▶ WHAT YOU HAVE TO DO:
Whenever "tombstones" appears in a line, please copy that line from the data.

▶ DATASET EXCERPTS:

####

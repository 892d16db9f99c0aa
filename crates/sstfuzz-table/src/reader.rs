//! Table reader with whole-file checksum verification.

use crate::format::{
    Footer, IndexEntry, RangeTombstone, TableEntry, BLOCK_TRAILER_SIZE,
    FOOTER_LEN_SIZE, TABLE_MAGIC,
};
use crate::Options;
use serde::de::DeserializeOwned;
use sstfuzz_core::{Error, Result};
use std::fs::File;
use std::io::{BufReader, Read, Seek, SeekFrom};
use std::path::{Path, PathBuf};
use tracing::debug;

/// Counters and identity recorded in a table's footer.
#[derive(Debug, Clone, PartialEq, Eq)]
pub struct TableProperties {
    /// Number of point entries
    pub num_entries: u64,
    /// Number of range tombstones
    pub num_range_deletions: u64,
    /// Number of data blocks
    pub num_data_blocks: u64,
    /// Comparator the table is ordered by
    pub comparator_name: String,
    /// Smallest point key
    pub smallest_key: Vec<u8>,
    /// Largest point key
    pub largest_key: Vec<u8>,
    /// File size in bytes
    pub file_size: u64,
}

/// Reads an existing table file.
pub struct SstFileReader {
    path: PathBuf,
    file: BufReader<File>,
    index: Vec<IndexEntry>,
    footer: Footer,
    file_size: u64,
}

impl SstFileReader {
    /// Open a table file, validating its footer and index.
    pub fn open(options: &Options, path: impl AsRef<Path>) -> Result<Self> {
        let path = path.as_ref().to_path_buf();
        let mut file = File::open(&path)?;
        let file_size = file.metadata()?.len();

        if file_size < FOOTER_LEN_SIZE {
            return Err(Error::Corruption("table file too small".into()));
        }

        // Read footer length (last 4 bytes)
        file.seek(SeekFrom::End(-(FOOTER_LEN_SIZE as i64)))?;
        let mut footer_len_buf = [0u8; 4];
        file.read_exact(&mut footer_len_buf)?;
        let footer_len = u32::from_le_bytes(footer_len_buf) as u64;

        let footer_offset = file_size
            .checked_sub(FOOTER_LEN_SIZE + footer_len)
            .ok_or_else(|| Error::Corruption("footer length exceeds file size".into()))?;

        file.seek(SeekFrom::Start(footer_offset))?;
        let mut footer_buf = vec![0u8; footer_len as usize];
        file.read_exact(&mut footer_buf)?;

        let footer: Footer = decode(&footer_buf, "footer")?;

        if footer.magic != TABLE_MAGIC {
            return Err(Error::Corruption("invalid table magic number".into()));
        }
        let expected_crc = footer
            .compute_crc()
            .map_err(|e| Error::Serialization(e.to_string()))?;
        if footer.crc != expected_crc {
            return Err(Error::Corruption("footer checksum mismatch".into()));
        }
        if footer.comparator != options.comparator.name() {
            return Err(Error::InvalidArgument(format!(
                "table was written with comparator {}, reader uses {}",
                footer.comparator,
                options.comparator.name()
            )));
        }
        if footer.range_del_offset > footer.index_offset
            || block_end(footer.index_offset, footer.index_size) > footer_offset
        {
            return Err(Error::Corruption("footer block handles out of range".into()));
        }

        let mut reader = Self {
            path,
            file: BufReader::new(file),
            index: Vec::new(),
            footer,
            file_size,
        };

        let index_buf = reader.read_checked(
            reader.footer.index_offset,
            reader.footer.index_size as usize,
            "index block",
        )?;
        reader.index = decode(&index_buf, "index block")?;
        debug!(
            path = %reader.path.display(),
            blocks = reader.index.len(),
            "opened table for reading"
        );

        Ok(reader)
    }

    /// Recompute the CRC of every block in the file and compare it with the
    /// stored trailer.
    pub fn verify_checksum(&mut self) -> Result<()> {
        let data_end = self.footer.range_del_offset;

        for block_idx in 0..self.index.len() {
            let (offset, size) = (self.index[block_idx].offset, self.index[block_idx].size);
            let data_size = (size as usize)
                .checked_sub(BLOCK_TRAILER_SIZE)
                .ok_or_else(|| Error::Corruption("data block smaller than its trailer".into()))?;
            if offset.saturating_add(size as u64) > data_end {
                return Err(Error::Corruption(format!(
                    "data block {} overlaps the meta blocks",
                    block_idx
                )));
            }
            self.read_checked(offset, data_size, "data block")?;
        }

        self.read_checked(
            self.footer.range_del_offset,
            self.footer.range_del_size as usize,
            "range deletion block",
        )?;
        self.read_checked(
            self.footer.index_offset,
            self.footer.index_size as usize,
            "index block",
        )?;

        debug!(path = %self.path.display(), "checksums verified");
        Ok(())
    }

    /// Footer-level properties of the table
    pub fn table_properties(&self) -> TableProperties {
        TableProperties {
            num_entries: self.footer.entry_count,
            num_range_deletions: self.footer.range_del_count,
            num_data_blocks: self.index.len() as u64,
            comparator_name: self.footer.comparator.clone(),
            smallest_key: self.footer.smallest_key.clone(),
            largest_key: self.footer.largest_key.clone(),
            file_size: self.file_size,
        }
    }

    /// All range tombstones in the table, in insertion order
    pub fn range_deletions(&mut self) -> Result<Vec<RangeTombstone>> {
        let buf = self.read_checked(
            self.footer.range_del_offset,
            self.footer.range_del_size as usize,
            "range deletion block",
        )?;
        decode(&buf, "range deletion block")
    }

    /// Iterate over all point entries in key order
    pub fn iter(&mut self) -> SstFileIterator<'_> {
        SstFileIterator {
            reader: self,
            block_idx: 0,
            block_entries: Vec::new(),
            entry_idx: 0,
        }
    }

    /// Read `len` bytes at `offset` and check them against the CRC trailer
    /// that follows.
    fn read_checked(&mut self, offset: u64, len: usize, what: &str) -> Result<Vec<u8>> {
        if block_end(offset, len as u32) > self.file_size {
            return Err(Error::Corruption(format!("{} extends past end of file", what)));
        }

        self.file.seek(SeekFrom::Start(offset))?;
        let mut data_buf = vec![0u8; len];
        self.file.read_exact(&mut data_buf)?;

        let mut crc_buf = [0u8; BLOCK_TRAILER_SIZE];
        self.file.read_exact(&mut crc_buf)?;
        let stored_crc = u32::from_le_bytes(crc_buf);
        let computed_crc = crc32fast::hash(&data_buf);

        if stored_crc != computed_crc {
            return Err(Error::Corruption(format!(
                "{} checksum mismatch at offset {}: stored {:#010x}, computed {:#010x}",
                what, offset, stored_crc, computed_crc
            )));
        }

        Ok(data_buf)
    }

    /// Read a data block and parse its entries
    fn read_block(&mut self, block_idx: usize) -> Result<Vec<TableEntry>> {
        let (offset, size) = (self.index[block_idx].offset, self.index[block_idx].size);
        let data_size = (size as usize)
            .checked_sub(BLOCK_TRAILER_SIZE)
            .ok_or_else(|| Error::Corruption("data block smaller than its trailer".into()))?;
        let data_buf = self.read_checked(offset, data_size, "data block")?;

        let mut entries = Vec::new();
        let mut pos = 0;

        while pos < data_buf.len() {
            if pos + 4 > data_buf.len() {
                return Err(Error::Corruption("truncated entry length".into()));
            }
            let len = u32::from_le_bytes([
                data_buf[pos],
                data_buf[pos + 1],
                data_buf[pos + 2],
                data_buf[pos + 3],
            ]) as usize;
            pos += 4;

            if pos + len > data_buf.len() {
                return Err(Error::Corruption("truncated entry".into()));
            }

            entries.push(decode(&data_buf[pos..pos + len], "entry")?);
            pos += len;
        }

        Ok(entries)
    }
}

/// Iterator over table point entries
pub struct SstFileIterator<'a> {
    reader: &'a mut SstFileReader,
    block_idx: usize,
    block_entries: Vec<TableEntry>,
    entry_idx: usize,
}

impl SstFileIterator<'_> {
    /// Get the next entry
    pub fn next_entry(&mut self) -> Result<Option<TableEntry>> {
        loop {
            if self.entry_idx < self.block_entries.len() {
                let entry = self.block_entries[self.entry_idx].clone();
                self.entry_idx += 1;
                return Ok(Some(entry));
            }

            if self.block_idx >= self.reader.index.len() {
                return Ok(None);
            }

            self.block_entries = self.reader.read_block(self.block_idx)?;
            self.block_idx += 1;
            self.entry_idx = 0;
        }
    }

    /// Drain the remaining entries
    pub fn collect_entries(mut self) -> Result<Vec<TableEntry>> {
        let mut entries = Vec::new();
        while let Some(entry) = self.next_entry()? {
            entries.push(entry);
        }
        Ok(entries)
    }
}

fn block_end(offset: u64, size: u32) -> u64 {
    offset
        .saturating_add(size as u64)
        .saturating_add(BLOCK_TRAILER_SIZE as u64)
}

fn decode<T: DeserializeOwned>(buf: &[u8], what: &str) -> Result<T> {
    bincode::deserialize(buf).map_err(|e| Error::Corruption(format!("bad {}: {}", what, e)))
}

#[cfg(test)]
mod tests {
    use super::*;
    use crate::SstFileWriter;
    use tempfile::tempdir;

    #[test]
    fn test_write_read() {
        let dir = tempdir().unwrap();
        let path = dir.path().join("test.sst");
        let options = Options::default();

        let mut writer = SstFileWriter::new(options.clone());
        writer.open(&path).unwrap();
        writer.put(b"a", b"1").unwrap();
        writer.merge(b"b", b"2").unwrap();
        writer.delete(b"c").unwrap();
        writer.finish().unwrap();

        let mut reader = SstFileReader::open(&options, &path).unwrap();
        reader.verify_checksum().unwrap();

        let entries = reader.iter().collect_entries().unwrap();
        assert_eq!(
            entries,
            vec![
                TableEntry::value(b"a".to_vec(), b"1".to_vec()),
                TableEntry::merge(b"b".to_vec(), b"2".to_vec()),
                TableEntry::deletion(b"c".to_vec()),
            ]
        );
        assert_eq!(entries[0].as_value(), Some(&b"1"[..]));
        assert_eq!(entries[1].as_value(), None);
        assert!(entries[2].is_deletion());
    }

    #[test]
    fn test_properties_span_blocks() {
        let dir = tempdir().unwrap();
        let path = dir.path().join("test.sst");
        let options = Options::default().with_block_size(64);

        let mut writer = SstFileWriter::new(options.clone());
        writer.open(&path).unwrap();
        for i in 0..100 {
            let key = format!("key{:03}", i);
            let value = format!("value{}", i);
            writer.put(key.as_bytes(), value.as_bytes()).unwrap();
        }
        let info = writer.finish().unwrap();

        let mut reader = SstFileReader::open(&options, &path).unwrap();
        let props = reader.table_properties();
        assert_eq!(props.num_entries, 100);
        assert!(props.num_data_blocks > 1);
        assert_eq!(props.file_size, info.file_size);
        assert_eq!(props.smallest_key, b"key000".to_vec());
        assert_eq!(props.largest_key, b"key099".to_vec());
        assert_eq!(props.comparator_name, "sstfuzz.BytewiseComparator");

        reader.verify_checksum().unwrap();
        assert_eq!(reader.iter().collect_entries().unwrap().len(), 100);
    }

    #[test]
    fn test_range_deletions_only() {
        let dir = tempdir().unwrap();
        let path = dir.path().join("test.sst");
        let options = Options::default();

        let mut writer = SstFileWriter::new(options.clone());
        writer.open(&path).unwrap();
        writer.delete_range(b"x", b"z").unwrap();
        writer.delete_range(b"a", b"c").unwrap();
        writer.finish().unwrap();

        let mut reader = SstFileReader::open(&options, &path).unwrap();
        reader.verify_checksum().unwrap();
        assert!(reader.iter().collect_entries().unwrap().is_empty());

        let tombstones = reader.range_deletions().unwrap();
        assert_eq!(tombstones.len(), 2);
        assert_eq!(tombstones[0].start, b"x".to_vec());
        assert_eq!(tombstones[1].end, b"c".to_vec());
    }

    #[test]
    fn test_too_small_file() {
        let dir = tempdir().unwrap();
        let path = dir.path().join("tiny.sst");
        std::fs::write(&path, b"ab").unwrap();

        let err = SstFileReader::open(&Options::default(), &path).err().unwrap();
        assert!(err.is_corruption());
    }
}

####

▶ SOLUTION TO THIS TASK:
    /// Number of range tombstones
    /// All range tombstones in the table, in insertion order
        let tombstones = reader.range_deletions().unwrap();
        assert_eq!(tombstones.len(), 2);
        assert_eq!(tombstones[0].start, b"x".to_vec());
        assert_eq!(tombstones[1].end, b"c".to_vec());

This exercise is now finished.